Katrin: Blaise Pascal
Blaise Pascal! Donnerwetter! Sie weiß es tatsächlich und sie hat den
französischen Vornamen sogar richtig ausgesprochen! Blaise - so
heißt selbst in Frankreich heute kaum noch einer, und die deutsche Form
Blasius gibt es nur noch in Heimatfilmen, die in Süddeutschland spielen.
Also Katrin! Endlich scheint dich ein Thema mal zu interessieren! Dann stell
uns doch den netten Herrn Pascal mal ein bißchen näher vor - du
weißt schon: geboren am und wo usw.
Katrin: Blaise Pascal wurde am 19.Juni 1623 in Clermont in der mittel-
französischen Auvergne geboren. Sein Vater hieß Etienne Pascal
und
stammte aus einer angesehenen Adelsfamilie, seine Mutter
war
Antoinette Begon, und kam aus einer reichen Kaufmannsfamilie.
Blaise hatte zwei Schwestern, eine war älter und eine war jünger
als er.
Als Blaise drei Jahre alt war, starb seine Mutter und die Familie zog nach
Paris. Der Vater sorgte dafür, daß Blaise eine gute Ausbildung
bekam,
weil der Junge intelligent war, leicht lernte und gerne mit allen
möglichen
Dingen herumexperimentierte.
Katrin, du wirst mir unheimlich! Wenn ich nicht genau wüßte,
daß diesen druckreifen Aufsatz von niemandem abschreiben konntest - also
ich wette, ihr anderen habt nicht die Hälfte dieser Lebensgeschichte von
Blaise Pascal behalten.
Kappelberger, wie ist es diesmal mit dir? Du hast doch sonst immer alles parat,
auch wenn dich das Thema nicht grade vom Hocker reißt.

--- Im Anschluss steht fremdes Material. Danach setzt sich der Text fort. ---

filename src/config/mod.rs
pub mod settings;

pub use settings::Settings;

A.Kapp. Ich hab zuhause nochmal nachgeschlagen, mit was sich dieser
Franzose alles so beschäftigt hat. Schätze, der
hatte keine Zeit, in Discos zu
gehen oder für Dates mit Mädchen. Mit elf hat er wohl schon so ein
Heftchen
geschrieben über seine Experimente mit Klängen. Von seinem Vater
hat er
Griechisch und Lateinisch gelernt, und sich dann ganz von alleine mit
Mathematik und Geometrie beschäftigt. Und dadrin muß er irre gut
gewesen
sein, weil er so einige Formeln erfunden hat, wo ganz komplizierte Berech-
nungen einfacher durch wurden.
Ich staune, ich staune! Dieser mittelalterliche französische Teenager
scheint euch ja mächtig zu imponieren. Wo ihr doch sonst einen
großen Bogen um alle Leute macht, die ihre Zeit mit Schulbüchern und
Lernen verschwenden.
Nun sagt bloß, ihr habt auch noch behalten, mit wem sich dieser
Wunderknabe angelegt hat, als er seine Experimente und Erfindungen machte? Na,
Katrin?
Katrin: Als Blaise ungefähr 20 war, wurde sein Vater Steuerkommissar.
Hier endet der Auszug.